Healing takes time. It doesn't seem real most of the time. A couple weeks ago I was at the store and saw they had Valentine's Day cards available and my first thought was that I needed to find one for Dad so I could he would have it before Valentine's... and then reality hit. I have written to him or emailed regularly and I miss that. We put his townhouse on the market and it sold almost immediately. He had lived there for longer than any other place in his life -- 24 years -- so many holidays, evening meals, watching sports (with the sound turned off as he liked it better that way), hearing stories from his life. It is still surreal that I will never go visit him there again.

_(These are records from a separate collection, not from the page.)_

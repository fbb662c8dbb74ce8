// src/ingest/rss.rs
use anyhow::{Context, Result};
use async_trait::async_trait;
use chrono::{DateTime, TimeDelta, Utc};
use metrics::histogram;
use quick_xml::de::from_str;
use serde::Deserialize;
use std::time::Duration;
use time::{format_description::well_known::Rfc2822, OffsetDateTime};

use crate::ingest::normalize_text;
use crate::ingest::types::SourceFeed;
use crate::model::{Candidate, CredibilityTier};

/// Newest entries taken per source.
pub const DEFAULT_MAX_ITEMS: usize = 50;
/// Entries older than this are skipped.
pub const DEFAULT_DAYS_BACK: u32 = 14;
/// Largest window the config layer accepts (100 years).
pub const MAX_DAYS_BACK: u32 = 36_500;

const USER_AGENT: &str = "topic-research/0.1 (editorial research bot)";

#[derive(Debug, Deserialize)]
struct Rss {
    channel: Channel,
}

#[derive(Debug, Deserialize)]
struct Channel {
    #[serde(rename = "item", default)]
    item: Vec<Item>,
}

#[derive(Debug, Deserialize)]
struct Item {
    title: Option<String>,
    link: Option<String>,
    #[serde(rename = "pubDate")]
    pub_date: Option<String>,
    description: Option<String>,
}

fn parse_rfc2822(ts: &str) -> Option<DateTime<Utc>> {
    OffsetDateTime::parse(ts.trim(), &Rfc2822)
        .ok()
        .and_then(|dt| DateTime::from_timestamp(dt.unix_timestamp(), 0))
}

enum Mode {
    Fixture(String),
    Http { url: String, client: reqwest::Client },
}

/// Per-source feed settings.
#[derive(Debug, Clone)]
pub struct RssFeedOptions {
    pub max_items: usize,
    pub days_back: u32,
}

impl Default for RssFeedOptions {
    fn default() -> Self {
        Self {
            max_items: DEFAULT_MAX_ITEMS,
            days_back: DEFAULT_DAYS_BACK,
        }
    }
}

/// RSS 2.0 source.
pub struct RssFeed {
    name: String,
    credibility: CredibilityTier,
    opts: RssFeedOptions,
    mode: Mode,
}

impl RssFeed {
    /// Parse a fixed XML document instead of fetching (tests, offline runs).
    pub fn from_fixture(
        name: impl Into<String>,
        credibility: CredibilityTier,
        xml: &str,
        opts: RssFeedOptions,
    ) -> Self {
        Self {
            name: name.into(),
            credibility,
            opts,
            mode: Mode::Fixture(xml.to_string()),
        }
    }

    pub fn from_url(
        name: impl Into<String>,
        credibility: CredibilityTier,
        url: impl Into<String>,
        opts: RssFeedOptions,
    ) -> Result<Self> {
        let client = reqwest::Client::builder()
            .user_agent(USER_AGENT)
            .connect_timeout(Duration::from_secs(4))
            .timeout(Duration::from_secs(15))
            .build()
            .context("building feed http client")?;
        Ok(Self {
            name: name.into(),
            credibility,
            opts,
            mode: Mode::Http {
                url: url.into(),
                client,
            },
        })
    }

    /// Parse `xml` relative to `now`, applying the item cap and age cutoff.
    pub fn parse_items(&self, xml: &str, now: DateTime<Utc>) -> Result<Vec<Candidate>> {
        let t0 = std::time::Instant::now();
        let rss: Rss = from_str(&scrub_html_entities_for_xml(xml))
            .with_context(|| format!("parsing rss xml for {}", self.name))?;

        // A window reaching past chrono's range means no cutoff at all.
        let cutoff = TimeDelta::try_days(i64::from(self.opts.days_back))
            .and_then(|d| now.checked_sub_signed(d));
        let mut out = Vec::new();
        for it in rss.channel.item.into_iter().take(self.opts.max_items) {
            let published_at = it.pub_date.as_deref().and_then(parse_rfc2822);
            if matches!((published_at, cutoff), (Some(p), Some(c)) if p < c) {
                continue;
            }
            let title = normalize_text(it.title.as_deref().unwrap_or_default());
            let summary = normalize_text(it.description.as_deref().unwrap_or_default());
            let Some(c) = Candidate::new(
                title,
                summary,
                self.name.clone(),
                it.link.unwrap_or_default(),
                self.credibility,
                published_at,
            ) else {
                continue;
            };
            out.push(c);
        }

        let ms = t0.elapsed().as_secs_f64() * 1_000.0;
        histogram!("research_feed_parse_ms").record(ms);
        Ok(out)
    }
}

#[async_trait]
impl SourceFeed for RssFeed {
    async fn fetch_latest(&self) -> Result<Vec<Candidate>> {
        match &self.mode {
            Mode::Fixture(s) => self.parse_items(s, Utc::now()),
            Mode::Http { url, client } => {
                let body = client
                    .get(url)
                    .send()
                    .await
                    .and_then(|r| r.error_for_status())
                    .with_context(|| format!("{} http get()", self.name))?
                    .text()
                    .await
                    .with_context(|| format!("{} http .text()", self.name))?;
                self.parse_items(&body, Utc::now())
            }
        }
    }

    fn name(&self) -> &str {
        &self.name
    }
}

/// quick-xml knows only the five XML entities; map common HTML ones first.
fn scrub_html_entities_for_xml(s: &str) -> String {
    s.replace("&nbsp;", " ")
        .replace("&ndash;", "-")
        .replace("&mdash;", "-")
        .replace("&ldquo;", "\"")
        .replace("&rdquo;", "\"")
        .replace("&bdquo;", "\"")
        .replace("&lsquo;", "'")
        .replace("&rsquo;", "'")
}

Through it all, I know and understand the Plan of Salvation, also known as the Plan of Happiness. I know Dad is now surrounded by the people he loved and who loved him most in life. I understand that death is a part of this mortal life and I am so very, very thankful for "goodly parents" who loved us. I am so very thankful for wonderful memories, for having been raised in a humble, but safe home by parents who cared.
I am so very grateful to know beyond doubt that
Families are Forever
and the day will come when we will be reunited.
The fullness of
the Gospel of Jesus Christ
has been restored.
He lives, and because of this, we will also live.
I love you, Dad.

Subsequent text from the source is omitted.